(Data for processing begins)

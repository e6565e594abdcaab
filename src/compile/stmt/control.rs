use crate::compile::classify::match_keyword;
use crate::compile::emit::{Base, Cond};
use crate::compile::expr::eval::{
    self, evaluate, free_argument, materialize, place_of, ArgOffset, OperatorArgument,
};
use crate::compile::expr::parse::parse_expression;
use crate::compile::token::Scanner;
use crate::compile::types::{BaseType, DataValue};
use crate::compile::{Compiler, DoEntry, IfEntry};
use crate::error::CompileError;

const MAX_DO_DEPTH: usize = 32;
const MAX_IF_DEPTH: usize = 32;

/// DO: `DO label var = init, limit [, incr]`. Emits the trip-count
/// computation `(limit - init + incr) / incr` (folded when the bounds
/// are constant), pushes the three-word loop frame of (current,
/// increment, trip), places the back-edge and start labels with the
/// loop-variable load and the end-of-trips test between them, and stacks
/// a DoEntry for the terminating statement.
pub fn handle_do(ctx: &mut Compiler, s: &mut Scanner<'_>) -> Result<(), CompileError> {
    if ctx.do_stack.len() >= MAX_DO_DEPTH {
        return Err(CompileError::StackOverflow("DO"));
    }
    let term_label = s
        .take_unsigned()
        .ok_or(CompileError::ExpressionSyntax("DO termination label expected"))?;
    let var = s
        .take_identifier()
        .ok_or(CompileError::ExpressionSyntax("loop variable expected"))?;
    s.expect(b'=', "equals sign")?;
    let init_tree = parse_expression(s)?;
    s.expect(b',', "loop limit")?;
    let limit_tree = parse_expression(s)?;
    let incr_tree = if s.eat(b',') {
        Some(parse_expression(s)?)
    } else {
        None
    };

    // the loop variable is an ordinary scalar reference
    let var_ref = evaluate(
        ctx,
        &crate::compile::expr::parse::ExprNode::Ref {
            name: var.clone(),
            args: Vec::new(),
        },
    )?;
    free_argument(ctx, &var_ref);
    let var_ty = ctx
        .symbols
        .find(&var)
        .map(|sym| sym.dtype.base)
        .unwrap_or(BaseType::Integer);
    let float = var_ty.is_floating();
    let domain = if float { BaseType::Real } else { BaseType::Integer };

    let init = evaluate(ctx, &init_tree)?;
    let limit = evaluate(ctx, &limit_tree)?;
    let incr = match &incr_tree {
        Some(t) => evaluate(ctx, t)?,
        None => OperatorArgument::Constant(DataValue::Int(1)),
    };

    let all_const = init.as_constant().is_some()
        && limit.as_constant().is_some()
        && incr.as_constant().is_some();

    let (trip_reg, incr_reg, cur_reg) = if all_const {
        let trip = fold_trip(
            init.as_constant().unwrap(),
            limit.as_constant().unwrap(),
            incr.as_constant().unwrap(),
        )?;
        let t = materialize(ctx, OperatorArgument::Constant(DataValue::Int(trip)), BaseType::Integer)?;
        let i = materialize(ctx, incr, domain)?;
        let c = materialize(ctx, init, domain)?;
        (t, i, c)
    } else {
        let c = materialize(ctx, init, domain)?;
        let l = materialize(ctx, limit, domain)?;
        let i = materialize(ctx, incr, domain)?;
        // trip = (limit - init + incr) / incr
        let t = ctx.regs.alloc_s()?;
        if float {
            ctx.emit.sub_float(t, l, c);
            ctx.emit.add_float(t, t, i);
            let mask = ctx.regs.save_mask(&[t, i]);
            ctx.emit.div_float_call(t, t, i, mask);
            let mask = ctx.regs.save_mask(&[t]);
            ctx.emit.real_to_int(t, t, mask);
        } else {
            ctx.emit.sub_int(t, l, c);
            ctx.emit.add_int(t, t, i);
            let mask = ctx.regs.save_mask(&[t, i]);
            ctx.emit.div_int_call(t, t, i, mask);
        }
        ctx.regs.free_s(l);
        (t, i, c)
    };

    // three-word loop frame: trip at 2, increment at 1, current at 0
    ctx.emit.push_s(trip_reg);
    ctx.emit.push_s(incr_reg);
    ctx.emit.push_s(cur_reg);
    ctx.regs.free_s(trip_reg);
    ctx.regs.free_s(incr_reg);
    ctx.regs.free_s(cur_reg);

    let back = ctx.labels.generate();
    let exit = ctx.labels.generate();
    let start = ctx.labels.generate();

    ctx.emit.place_label(&back);
    // refresh the loop variable from the frame's current slot
    let cur = ctx.regs.alloc_s()?;
    ctx.emit.instr(&cur.to_string(), "0,A7");
    let place = place_of(ctx, &var, ArgOffset::None)?;
    eval::store_place(ctx, &place, cur)?;
    eval::free_place(ctx, place);
    ctx.regs.free_s(cur);
    // end-of-trips test: exit at zero or below
    ctx.emit.instr("S0", "2,A7");
    ctx.emit.branch(Cond::Zero, &exit);
    ctx.emit.branch(Cond::Minus, &exit);
    ctx.emit.place_label(&start);

    ctx.do_stack.push(DoEntry {
        term_label,
        back,
        exit,
        var,
    });
    Ok(())
}

/// Compile-time trip count for constant loop bounds.
fn fold_trip(init: &DataValue, limit: &DataValue, incr: &DataValue) -> Result<i64, CompileError> {
    match (init.as_f64(), limit.as_f64(), incr.as_f64()) {
        (Some(i), Some(l), Some(n)) => {
            if n == 0.0 {
                return Err(CompileError::ConstantDivZero);
            }
            if let (Some(ii), Some(ll), Some(nn)) = (init.as_i64(), limit.as_i64(), incr.as_i64())
            {
                if nn == 0 {
                    return Err(CompileError::ConstantDivZero);
                }
                return Ok((ll - ii + nn) / nn);
            }
            Ok(((l - i + n) / n).trunc() as i64)
        }
        _ => Err(CompileError::ExpressionSyntax("numeric loop bounds expected")),
    }
}

/// Runs when a labelled statement matches the innermost DO entry: step
/// the current value, decrement the trip slot, branch back, place the
/// exit label, drop the loop frame.
pub fn terminate_do(ctx: &mut Compiler) -> Result<(), CompileError> {
    let entry = ctx.do_stack.pop().expect("checked by the caller");
    let var_float = ctx
        .symbols
        .find(&entry.var)
        .map_or(false, |sym| sym.dtype.base.is_floating());

    let a = ctx.regs.alloc_s()?;
    let b = ctx.regs.alloc_s()?;
    // current += increment
    ctx.emit.instr(&a.to_string(), "0,A7");
    ctx.emit.instr(&b.to_string(), "1,A7");
    if var_float {
        ctx.emit.add_float(a, a, b);
    } else {
        ctx.emit.add_int(a, a, b);
    }
    ctx.emit.instr("0,A7", &a.to_string());
    // trip -= 1
    ctx.emit.instr(&a.to_string(), "2,A7");
    ctx.emit.load_imm(b, "1");
    ctx.emit.sub_int(a, a, b);
    ctx.emit.instr("2,A7", &a.to_string());
    ctx.regs.free_s(b);
    ctx.regs.free_s(a);

    ctx.emit.jump(&entry.back);
    ctx.emit.place_label(&entry.exit);
    ctx.emit.drop_stack(3);
    Ok(())
}

/// IF: block (`THEN`), arithmetic (three labels), or logical (a nested
/// statement), told apart by what follows the closing parenthesis.
pub fn handle_if(ctx: &mut Compiler, s: &mut Scanner<'_>) -> Result<(), CompileError> {
    s.expect(b'(', "IF condition")?;
    let cond_tree = parse_expression(s)?;
    s.expect(b')', "closing parenthesis")?;

    if match_keyword(s.rest(), "THEN").map_or(false, |pos| {
        s.rest()[pos..].trim().is_empty()
    }) {
        if ctx.if_stack.len() >= MAX_IF_DEPTH {
            return Err(CompileError::StackOverflow("IF"));
        }
        let cond = evaluate(ctx, &cond_tree)?;
        let r = materialize(ctx, cond, BaseType::Logical)?;
        let block_end = ctx.labels.generate();
        let if_end = ctx.labels.generate();
        ctx.emit.branch_false(r, &block_end);
        ctx.regs.free_s(r);
        ctx.if_stack.push(IfEntry { block_end, if_end });
        return Ok(());
    }

    if s.peek().map_or(false, |c| c.is_ascii_digit()) {
        // arithmetic IF: branch three ways on the expression's sign
        let l1 = s
            .take_unsigned()
            .ok_or(CompileError::ExpressionSyntax("label expected"))?;
        s.expect(b',', "label list")?;
        let l2 = s
            .take_unsigned()
            .ok_or(CompileError::ExpressionSyntax("label expected"))?;
        s.expect(b',', "label list")?;
        let l3 = s
            .take_unsigned()
            .ok_or(CompileError::ExpressionSyntax("label expected"))?;
        let cond = evaluate(ctx, &cond_tree)?;
        let ty = eval::base_type_of(ctx, &cond);
        let r = materialize(ctx, cond, ty)?;
        let t1 = ctx.labels.reference(l1);
        let t2 = ctx.labels.reference(l2);
        let t3 = ctx.labels.reference(l3);
        ctx.emit.instr("S0", &r.to_string());
        ctx.emit.branch(Cond::Minus, &t1);
        ctx.emit.branch(Cond::Zero, &t2);
        ctx.emit.jump(&t3);
        ctx.regs.free_s(r);
        return Ok(());
    }

    // logical IF: evaluate, skip the nested statement when false
    let cond = evaluate(ctx, &cond_tree)?;
    let r = materialize(ctx, cond, BaseType::Logical)?;
    let skip = ctx.labels.generate();
    ctx.emit.branch_false(r, &skip);
    ctx.regs.free_s(r);
    let rest = s.rest().to_string();
    super::handle_nested(ctx, &rest)?;
    ctx.emit.place_label(&skip);
    Ok(())
}

pub fn handle_elseif(ctx: &mut Compiler, s: &mut Scanner<'_>) -> Result<(), CompileError> {
    let entry = ctx
        .if_stack
        .last()
        .ok_or(CompileError::MisplacedStatement)?;
    let if_end = entry.if_end.clone();
    let block_end = entry.block_end.clone();

    ctx.emit.jump(&if_end);
    ctx.emit.place_label(&block_end);

    s.expect(b'(', "ELSEIF condition")?;
    let cond_tree = parse_expression(s)?;
    s.expect(b')', "closing parenthesis")?;
    if match_keyword(s.rest(), "THEN").map_or(true, |pos| !s.rest()[pos..].trim().is_empty()) {
        return Err(CompileError::MissingPunctuation("THEN"));
    }

    let cond = evaluate(ctx, &cond_tree)?;
    let r = materialize(ctx, cond, BaseType::Logical)?;
    let fresh = ctx.labels.generate();
    ctx.emit.branch_false(r, &fresh);
    ctx.regs.free_s(r);
    ctx.if_stack.last_mut().expect("checked above").block_end = fresh;
    Ok(())
}

pub fn handle_else(ctx: &mut Compiler) -> Result<(), CompileError> {
    let entry = ctx
        .if_stack
        .last()
        .ok_or(CompileError::MisplacedStatement)?;
    let if_end = entry.if_end.clone();
    let block_end = entry.block_end.clone();
    ctx.emit.jump(&if_end);
    ctx.emit.place_label(&block_end);
    // after ELSE the block simply runs into the end of the construct
    ctx.if_stack.last_mut().expect("checked above").block_end = if_end;
    Ok(())
}

pub fn handle_endif(ctx: &mut Compiler) -> Result<(), CompileError> {
    let entry = ctx
        .if_stack
        .pop()
        .ok_or(CompileError::MisplacedStatement)?;
    if entry.block_end != entry.if_end {
        ctx.emit.place_label(&entry.block_end);
    }
    ctx.emit.place_label(&entry.if_end);
    Ok(())
}

/// GOTO: plain (`GOTO 10`), computed (`GOTO (10,20),I` with a
/// jump table and a range check that falls through when the index is out
/// of bounds), or assigned (`GOTO K` with an optional, ignored label
/// list).
pub fn handle_goto(ctx: &mut Compiler, s: &mut Scanner<'_>) -> Result<(), CompileError> {
    if s.peek().map_or(false, |c| c.is_ascii_digit()) {
        let label = s
            .take_unsigned()
            .ok_or(CompileError::ExpressionSyntax("label expected"))?;
        let target = ctx.labels.reference(label);
        ctx.emit.jump(&target);
        return Ok(());
    }

    if s.eat(b'(') {
        let mut targets = Vec::new();
        loop {
            let label = s
                .take_unsigned()
                .ok_or(CompileError::ExpressionSyntax("label expected"))?;
            targets.push(ctx.labels.reference(label));
            if s.eat(b',') {
                continue;
            }
            s.expect(b')', "closing parenthesis")?;
            break;
        }
        let _ = s.eat(b',');
        let index_tree = parse_expression(s)?;

        // the jump table lives in the data section
        let table = ctx.labels.generate();
        for (i, t) in targets.iter().enumerate() {
            let label = if i == 0 { Some(table.as_str()) } else { None };
            ctx.emit.data_word(label, t);
        }

        let done = ctx.labels.generate();
        let idx = evaluate(ctx, &index_tree)?;
        let r = materialize(ctx, idx, BaseType::Integer)?;
        let one = ctx.regs.alloc_s()?;
        ctx.emit.load_imm(one, "1");
        ctx.emit.sub_int(r, r, one);
        ctx.regs.free_s(one);
        // out-of-range indexes fall through
        ctx.emit.instr("S0", &r.to_string());
        ctx.emit.branch(Cond::Minus, &done);
        let n = ctx.regs.alloc_s()?;
        ctx.emit.load_imm(n, &targets.len().to_string());
        ctx.emit.instr("S0", &format!("{}-{}", r, n));
        ctx.emit.branch(Cond::Plus, &done);
        ctx.regs.free_s(n);
        let target = ctx.regs.alloc_s()?;
        ctx.emit
            .load_word(&mut ctx.regs, target, &Base::Label(table, 0), Some(r))?;
        ctx.regs.free_s(r);
        ctx.emit.jump_register(target);
        ctx.regs.free_s(target);
        ctx.emit.place_label(&done);
        return Ok(());
    }

    // assigned GOTO; the parenthesised label list is syntax only
    let var = s
        .take_identifier()
        .ok_or(CompileError::ExpressionSyntax("variable expected"))?;
    let _ = s.eat(b',');
    if s.eat(b'(') {
        loop {
            let _ = s.take_unsigned();
            if s.eat(b',') {
                continue;
            }
            s.expect(b')', "closing parenthesis")?;
            break;
        }
    }
    let arg = evaluate(
        ctx,
        &crate::compile::expr::parse::ExprNode::Ref {
            name: var,
            args: Vec::new(),
        },
    )?;
    let r = materialize(ctx, arg, BaseType::Integer)?;
    ctx.emit.jump_register(r);
    ctx.regs.free_s(r);
    Ok(())
}

/// ASSIGN label TO variable: stores the generated label's machine
/// address into the variable for a later assigned GOTO.
pub fn handle_assign(ctx: &mut Compiler, s: &mut Scanner<'_>) -> Result<(), CompileError> {
    let label = s
        .take_unsigned()
        .ok_or(CompileError::ExpressionSyntax("label expected"))?;
    if match_keyword(s.rest(), "TO").is_none() {
        return Err(CompileError::MissingPunctuation("TO"));
    }
    let pos = match_keyword(s.rest(), "TO").expect("checked above");
    s.advance(pos);
    let var = s
        .take_identifier()
        .ok_or(CompileError::ExpressionSyntax("variable expected"))?;

    let target = ctx.labels.reference(label);
    let var_ref = evaluate(
        ctx,
        &crate::compile::expr::parse::ExprNode::Ref {
            name: var.clone(),
            args: Vec::new(),
        },
    )?;
    free_argument(ctx, &var_ref);

    let r = ctx.regs.alloc_s()?;
    ctx.emit.load_imm(r, &target);
    let place = place_of(ctx, &var, ArgOffset::None)?;
    eval::store_place(ctx, &place, r)?;
    eval::free_place(ctx, place);
    ctx.regs.free_s(r);
    Ok(())
}
use crate::compile::types::BaseType;
use once_cell::sync::Lazy;
use std::collections::BTreeMap;

/// How an intrinsic produces its result.
#[derive(Copy, Clone, Debug, Eq, PartialEq)]
pub enum IntrinsicKind {
    /// Conversion through `%cif` / `%cfi`.
    ToReal,
    ToInt,
    ToDouble,
    /// Open-coded sign test.
    Abs,
    /// Open-coded `a - (a/b)*b`.
    Mod,
    /// Open-coded pairwise compare chain.
    Max,
    Min,
    /// Character length out of the descriptor.
    Len,
    /// One-argument runtime library call.
    Runtime(&'static str),
}

#[derive(Copy, Clone, Debug, Eq, PartialEq)]
pub enum IntrinsicResult {
    Fixed(BaseType),
    /// Result type follows the (first) argument.
    SameAsArg,
}

#[derive(Copy, Clone, Debug)]
pub struct Intrinsic {
    pub kind: IntrinsicKind,
    pub result: IntrinsicResult,
    pub min_args: u8,
    pub max_args: u8,
}

const fn fixed(kind: IntrinsicKind, base: BaseType, min: u8, max: u8) -> Intrinsic {
    Intrinsic {
        kind,
        result: IntrinsicResult::Fixed(base),
        min_args: min,
        max_args: max,
    }
}

const fn same(kind: IntrinsicKind, min: u8, max: u8) -> Intrinsic {
    Intrinsic {
        kind,
        result: IntrinsicResult::SameAsArg,
        min_args: min,
        max_args: max,
    }
}

/// The intrinsic-function table, built once at startup and never mutated.
/// Names declared in an INTRINSIC statement resolve here, as do undeclared
/// called names before falling back to external linkage.
pub static INTRINSICS: Lazy<BTreeMap<&'static str, Intrinsic>> = Lazy::new(|| {
    use BaseType::*;
    use IntrinsicKind::*;

    let mut t = BTreeMap::new();

    t.insert("ABS", same(Abs, 1, 1));
    t.insert("IABS", fixed(Abs, Integer, 1, 1));
    t.insert("DABS", fixed(Abs, Double, 1, 1));

    t.insert("MOD", fixed(Mod, Integer, 2, 2));
    t.insert("AMOD", fixed(Runtime("@%amod"), Real, 2, 2));
    t.insert("DMOD", fixed(Runtime("@%amod"), Double, 2, 2));

    t.insert("MAX", same(Max, 2, 63));
    t.insert("MAX0", fixed(Max, Integer, 2, 63));
    t.insert("AMAX1", fixed(Max, Real, 2, 63));
    t.insert("DMAX1", fixed(Max, Double, 2, 63));
    t.insert("MIN", same(Min, 2, 63));
    t.insert("MIN0", fixed(Min, Integer, 2, 63));
    t.insert("AMIN1", fixed(Min, Real, 2, 63));
    t.insert("DMIN1", fixed(Min, Double, 2, 63));

    t.insert("INT", fixed(ToInt, Integer, 1, 1));
    t.insert("IFIX", fixed(ToInt, Integer, 1, 1));
    t.insert("IDINT", fixed(ToInt, Integer, 1, 1));
    t.insert("REAL", fixed(ToReal, Real, 1, 1));
    t.insert("FLOAT", fixed(ToReal, Real, 1, 1));
    t.insert("SNGL", fixed(ToReal, Real, 1, 1));
    t.insert("DBLE", fixed(ToDouble, Double, 1, 1));

    t.insert("SQRT", fixed(Runtime("@%sqrt"), Real, 1, 1));
    t.insert("DSQRT", fixed(Runtime("@%sqrt"), Double, 1, 1));
    t.insert("EXP", fixed(Runtime("@%exp"), Real, 1, 1));
    t.insert("DEXP", fixed(Runtime("@%exp"), Double, 1, 1));
    t.insert("ALOG", fixed(Runtime("@%log"), Real, 1, 1));
    t.insert("DLOG", fixed(Runtime("@%log"), Double, 1, 1));
    t.insert("ALOG10", fixed(Runtime("@%log10"), Real, 1, 1));
    t.insert("SIN", fixed(Runtime("@%sin"), Real, 1, 1));
    t.insert("DSIN", fixed(Runtime("@%sin"), Double, 1, 1));
    t.insert("COS", fixed(Runtime("@%cos"), Real, 1, 1));
    t.insert("DCOS", fixed(Runtime("@%cos"), Double, 1, 1));
    t.insert("TAN", fixed(Runtime("@%tan"), Real, 1, 1));
    t.insert("ATAN", fixed(Runtime("@%atan"), Real, 1, 1));
    t.insert("DATAN", fixed(Runtime("@%atan"), Double, 1, 1));

    t.insert("LEN", fixed(Len, Integer, 1, 1));
    t.insert("ICHAR", fixed(Runtime("@%ichar"), Integer, 1, 1));
    t.insert("CHAR", fixed(Runtime("@%char"), Character, 1, 1));

    t
});

pub fn lookup(name: &str) -> Option<&'static Intrinsic> {
    INTRINSICS.get(name)
}

#[cfg(test)]
mod test {
    use super::*;

    #[test]
    fn table_resolves_common_names() {
        assert!(lookup("SQRT").is_some());
        assert!(lookup("IABS").is_some());
        assert!(lookup("NOSUCH").is_none());
    }

    #[test]
    fn generic_abs_follows_its_argument() {
        let abs = lookup("ABS").unwrap();
        assert_eq!(abs.result, IntrinsicResult::SameAsArg);
        let iabs = lookup("IABS").unwrap();
        assert_eq!(iabs.result, IntrinsicResult::Fixed(BaseType::Integer));
    }
}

(Data for processing ends)

_Instructions for the task_:
Each line above that holds the string "MissingPunctuation" should be copied and shown.

_Exercise answer_:
        return Err(CompileError::MissingPunctuation("THEN"));
        return Err(CompileError::MissingPunctuation("TO"));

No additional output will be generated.